Where does the word "DefaultEvaluator" occur in the entries below? Copy every line that has it.

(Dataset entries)
* * * * *

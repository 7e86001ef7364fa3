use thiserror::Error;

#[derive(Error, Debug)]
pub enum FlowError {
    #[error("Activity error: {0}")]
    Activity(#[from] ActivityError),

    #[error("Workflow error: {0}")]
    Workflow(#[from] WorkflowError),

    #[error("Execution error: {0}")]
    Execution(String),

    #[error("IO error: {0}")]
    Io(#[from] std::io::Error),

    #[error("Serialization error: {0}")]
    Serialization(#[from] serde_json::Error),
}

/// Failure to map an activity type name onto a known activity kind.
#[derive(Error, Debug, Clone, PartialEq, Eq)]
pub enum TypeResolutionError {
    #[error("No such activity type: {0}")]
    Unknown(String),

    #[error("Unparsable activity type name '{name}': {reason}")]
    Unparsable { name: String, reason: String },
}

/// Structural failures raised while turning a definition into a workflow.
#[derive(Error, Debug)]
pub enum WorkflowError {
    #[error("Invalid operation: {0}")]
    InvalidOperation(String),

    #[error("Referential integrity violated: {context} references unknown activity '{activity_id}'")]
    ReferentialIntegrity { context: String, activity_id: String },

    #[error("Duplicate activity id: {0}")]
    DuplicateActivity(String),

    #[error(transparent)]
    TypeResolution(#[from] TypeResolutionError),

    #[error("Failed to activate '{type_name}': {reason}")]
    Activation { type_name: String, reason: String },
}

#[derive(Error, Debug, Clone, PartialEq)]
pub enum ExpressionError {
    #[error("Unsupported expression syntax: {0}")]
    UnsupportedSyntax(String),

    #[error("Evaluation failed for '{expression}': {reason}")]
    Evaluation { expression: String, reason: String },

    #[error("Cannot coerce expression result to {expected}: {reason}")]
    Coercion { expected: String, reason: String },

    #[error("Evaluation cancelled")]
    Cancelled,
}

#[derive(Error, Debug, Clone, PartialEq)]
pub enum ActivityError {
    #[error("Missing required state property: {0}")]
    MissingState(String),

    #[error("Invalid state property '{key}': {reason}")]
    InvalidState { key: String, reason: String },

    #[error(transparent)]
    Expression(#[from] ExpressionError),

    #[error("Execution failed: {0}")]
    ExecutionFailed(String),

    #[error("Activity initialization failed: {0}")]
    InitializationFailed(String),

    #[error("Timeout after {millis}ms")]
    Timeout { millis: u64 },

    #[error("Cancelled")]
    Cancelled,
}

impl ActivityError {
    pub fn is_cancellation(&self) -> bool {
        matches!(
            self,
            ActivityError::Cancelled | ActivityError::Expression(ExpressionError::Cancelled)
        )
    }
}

* * * * *

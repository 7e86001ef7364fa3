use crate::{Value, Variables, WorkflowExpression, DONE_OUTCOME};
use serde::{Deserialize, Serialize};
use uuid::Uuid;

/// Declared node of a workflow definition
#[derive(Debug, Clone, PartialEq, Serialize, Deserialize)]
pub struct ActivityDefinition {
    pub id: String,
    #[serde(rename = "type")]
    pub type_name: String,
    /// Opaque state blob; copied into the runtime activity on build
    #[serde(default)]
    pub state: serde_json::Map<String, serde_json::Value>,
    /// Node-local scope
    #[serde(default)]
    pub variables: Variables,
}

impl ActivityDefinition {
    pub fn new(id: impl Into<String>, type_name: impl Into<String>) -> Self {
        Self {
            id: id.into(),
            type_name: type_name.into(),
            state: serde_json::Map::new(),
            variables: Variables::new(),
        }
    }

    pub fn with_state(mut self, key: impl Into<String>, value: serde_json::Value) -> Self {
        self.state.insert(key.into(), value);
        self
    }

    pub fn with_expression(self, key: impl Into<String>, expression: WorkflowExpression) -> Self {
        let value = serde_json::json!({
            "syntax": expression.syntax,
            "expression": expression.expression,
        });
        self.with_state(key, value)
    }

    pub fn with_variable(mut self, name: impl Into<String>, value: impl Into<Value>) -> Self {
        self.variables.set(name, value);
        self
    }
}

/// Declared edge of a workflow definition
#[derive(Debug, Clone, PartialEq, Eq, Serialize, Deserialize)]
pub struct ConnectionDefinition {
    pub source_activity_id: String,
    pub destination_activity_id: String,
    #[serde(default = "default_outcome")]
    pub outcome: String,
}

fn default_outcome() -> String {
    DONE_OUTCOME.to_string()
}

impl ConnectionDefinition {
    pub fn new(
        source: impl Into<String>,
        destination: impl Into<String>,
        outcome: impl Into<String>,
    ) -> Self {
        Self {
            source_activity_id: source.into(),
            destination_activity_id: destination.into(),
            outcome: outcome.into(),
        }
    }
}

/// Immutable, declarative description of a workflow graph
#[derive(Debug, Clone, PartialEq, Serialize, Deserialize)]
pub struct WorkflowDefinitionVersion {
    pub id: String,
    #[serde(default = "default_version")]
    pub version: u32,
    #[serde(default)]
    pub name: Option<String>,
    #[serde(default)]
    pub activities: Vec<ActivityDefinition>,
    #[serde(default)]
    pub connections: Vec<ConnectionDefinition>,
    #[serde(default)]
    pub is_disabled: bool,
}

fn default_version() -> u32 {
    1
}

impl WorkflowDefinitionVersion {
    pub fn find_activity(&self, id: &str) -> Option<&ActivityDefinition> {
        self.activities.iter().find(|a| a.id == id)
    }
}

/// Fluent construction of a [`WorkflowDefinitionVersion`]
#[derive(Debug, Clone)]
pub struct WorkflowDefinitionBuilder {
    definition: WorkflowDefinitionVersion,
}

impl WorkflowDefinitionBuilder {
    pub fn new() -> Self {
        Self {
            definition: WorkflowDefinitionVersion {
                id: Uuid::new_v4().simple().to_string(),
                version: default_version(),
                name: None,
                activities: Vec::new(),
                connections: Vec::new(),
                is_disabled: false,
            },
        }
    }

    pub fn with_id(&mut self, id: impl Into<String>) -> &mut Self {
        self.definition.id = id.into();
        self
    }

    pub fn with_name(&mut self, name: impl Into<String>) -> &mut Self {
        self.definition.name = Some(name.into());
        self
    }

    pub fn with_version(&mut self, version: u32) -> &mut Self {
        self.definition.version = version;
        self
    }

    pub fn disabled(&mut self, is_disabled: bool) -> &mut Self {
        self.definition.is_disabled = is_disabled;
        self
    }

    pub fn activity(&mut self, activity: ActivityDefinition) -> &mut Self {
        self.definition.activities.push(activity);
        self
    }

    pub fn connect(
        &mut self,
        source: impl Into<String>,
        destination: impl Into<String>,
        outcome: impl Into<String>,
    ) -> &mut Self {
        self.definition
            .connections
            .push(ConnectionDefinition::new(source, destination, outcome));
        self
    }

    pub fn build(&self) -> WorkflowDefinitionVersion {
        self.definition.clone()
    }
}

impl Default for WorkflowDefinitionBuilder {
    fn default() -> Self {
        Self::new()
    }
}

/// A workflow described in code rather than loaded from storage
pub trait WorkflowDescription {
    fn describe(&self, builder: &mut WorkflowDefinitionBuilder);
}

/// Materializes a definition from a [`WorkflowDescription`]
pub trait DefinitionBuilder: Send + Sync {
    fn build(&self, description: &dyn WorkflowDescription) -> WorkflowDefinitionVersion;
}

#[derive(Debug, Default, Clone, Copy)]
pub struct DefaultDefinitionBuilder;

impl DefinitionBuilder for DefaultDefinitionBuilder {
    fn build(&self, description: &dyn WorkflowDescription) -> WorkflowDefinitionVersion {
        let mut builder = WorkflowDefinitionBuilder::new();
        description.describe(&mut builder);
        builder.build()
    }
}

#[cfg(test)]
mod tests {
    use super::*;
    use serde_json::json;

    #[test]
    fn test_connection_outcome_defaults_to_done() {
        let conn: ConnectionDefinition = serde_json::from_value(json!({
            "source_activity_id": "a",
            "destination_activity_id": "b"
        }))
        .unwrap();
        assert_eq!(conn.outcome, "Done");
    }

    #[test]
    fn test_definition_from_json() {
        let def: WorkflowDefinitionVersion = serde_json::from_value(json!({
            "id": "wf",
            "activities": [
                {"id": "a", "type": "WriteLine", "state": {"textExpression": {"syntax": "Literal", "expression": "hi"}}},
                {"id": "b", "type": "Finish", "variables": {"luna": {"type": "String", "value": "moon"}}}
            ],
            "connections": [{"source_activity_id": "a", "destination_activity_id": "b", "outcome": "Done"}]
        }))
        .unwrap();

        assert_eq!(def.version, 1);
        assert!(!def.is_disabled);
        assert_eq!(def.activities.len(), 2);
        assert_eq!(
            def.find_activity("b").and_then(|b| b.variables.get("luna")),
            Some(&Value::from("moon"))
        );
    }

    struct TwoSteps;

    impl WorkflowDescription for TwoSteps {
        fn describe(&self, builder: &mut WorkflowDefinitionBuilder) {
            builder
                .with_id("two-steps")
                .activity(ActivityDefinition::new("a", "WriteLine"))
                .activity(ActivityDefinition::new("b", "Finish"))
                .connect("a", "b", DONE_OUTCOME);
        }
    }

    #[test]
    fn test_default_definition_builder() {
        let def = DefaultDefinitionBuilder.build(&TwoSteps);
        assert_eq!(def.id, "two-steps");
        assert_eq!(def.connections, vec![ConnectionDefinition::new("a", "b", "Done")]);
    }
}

* * * * *

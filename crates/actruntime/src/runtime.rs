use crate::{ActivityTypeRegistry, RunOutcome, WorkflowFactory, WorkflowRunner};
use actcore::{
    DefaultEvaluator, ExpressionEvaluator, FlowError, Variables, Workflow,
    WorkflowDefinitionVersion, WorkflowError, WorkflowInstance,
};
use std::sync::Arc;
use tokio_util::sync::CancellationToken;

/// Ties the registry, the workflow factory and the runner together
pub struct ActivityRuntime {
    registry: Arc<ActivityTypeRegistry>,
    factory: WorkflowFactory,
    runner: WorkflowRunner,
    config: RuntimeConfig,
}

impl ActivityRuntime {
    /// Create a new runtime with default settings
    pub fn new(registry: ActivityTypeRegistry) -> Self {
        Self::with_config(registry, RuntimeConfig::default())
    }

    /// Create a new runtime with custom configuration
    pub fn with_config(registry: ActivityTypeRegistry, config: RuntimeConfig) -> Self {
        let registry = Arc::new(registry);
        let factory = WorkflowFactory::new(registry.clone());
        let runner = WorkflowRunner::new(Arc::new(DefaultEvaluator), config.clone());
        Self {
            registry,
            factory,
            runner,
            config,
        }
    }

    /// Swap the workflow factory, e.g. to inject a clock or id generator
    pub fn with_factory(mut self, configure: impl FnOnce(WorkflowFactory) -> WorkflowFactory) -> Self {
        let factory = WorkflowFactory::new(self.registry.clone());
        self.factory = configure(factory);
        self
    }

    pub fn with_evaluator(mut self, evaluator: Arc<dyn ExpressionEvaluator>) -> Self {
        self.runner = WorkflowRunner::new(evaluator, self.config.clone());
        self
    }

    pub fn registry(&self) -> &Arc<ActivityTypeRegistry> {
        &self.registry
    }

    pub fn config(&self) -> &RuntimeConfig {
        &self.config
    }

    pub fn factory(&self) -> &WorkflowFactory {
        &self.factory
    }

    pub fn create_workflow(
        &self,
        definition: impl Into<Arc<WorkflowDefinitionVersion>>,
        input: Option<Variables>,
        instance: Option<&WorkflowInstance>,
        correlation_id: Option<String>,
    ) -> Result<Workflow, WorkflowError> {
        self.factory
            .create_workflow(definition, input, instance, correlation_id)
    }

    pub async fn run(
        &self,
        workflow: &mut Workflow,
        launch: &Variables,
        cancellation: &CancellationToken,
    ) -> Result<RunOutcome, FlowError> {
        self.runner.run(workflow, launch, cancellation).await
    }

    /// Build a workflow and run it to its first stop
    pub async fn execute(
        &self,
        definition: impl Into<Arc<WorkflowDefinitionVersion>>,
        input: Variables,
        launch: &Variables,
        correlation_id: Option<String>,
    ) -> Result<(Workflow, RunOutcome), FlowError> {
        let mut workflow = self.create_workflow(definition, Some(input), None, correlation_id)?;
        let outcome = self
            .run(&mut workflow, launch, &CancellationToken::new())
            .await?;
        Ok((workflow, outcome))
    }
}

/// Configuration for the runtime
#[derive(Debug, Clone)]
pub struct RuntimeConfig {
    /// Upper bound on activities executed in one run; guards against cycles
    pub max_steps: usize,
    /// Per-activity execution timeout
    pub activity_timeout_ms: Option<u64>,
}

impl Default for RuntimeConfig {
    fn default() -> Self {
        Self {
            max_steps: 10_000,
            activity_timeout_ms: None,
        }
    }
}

* * * * *

(Result for this exercise)
    DefaultEvaluator, ExpressionEvaluator, FlowError, Variables, Workflow,
        let runner = WorkflowRunner::new(Arc::new(DefaultEvaluator), config.clone());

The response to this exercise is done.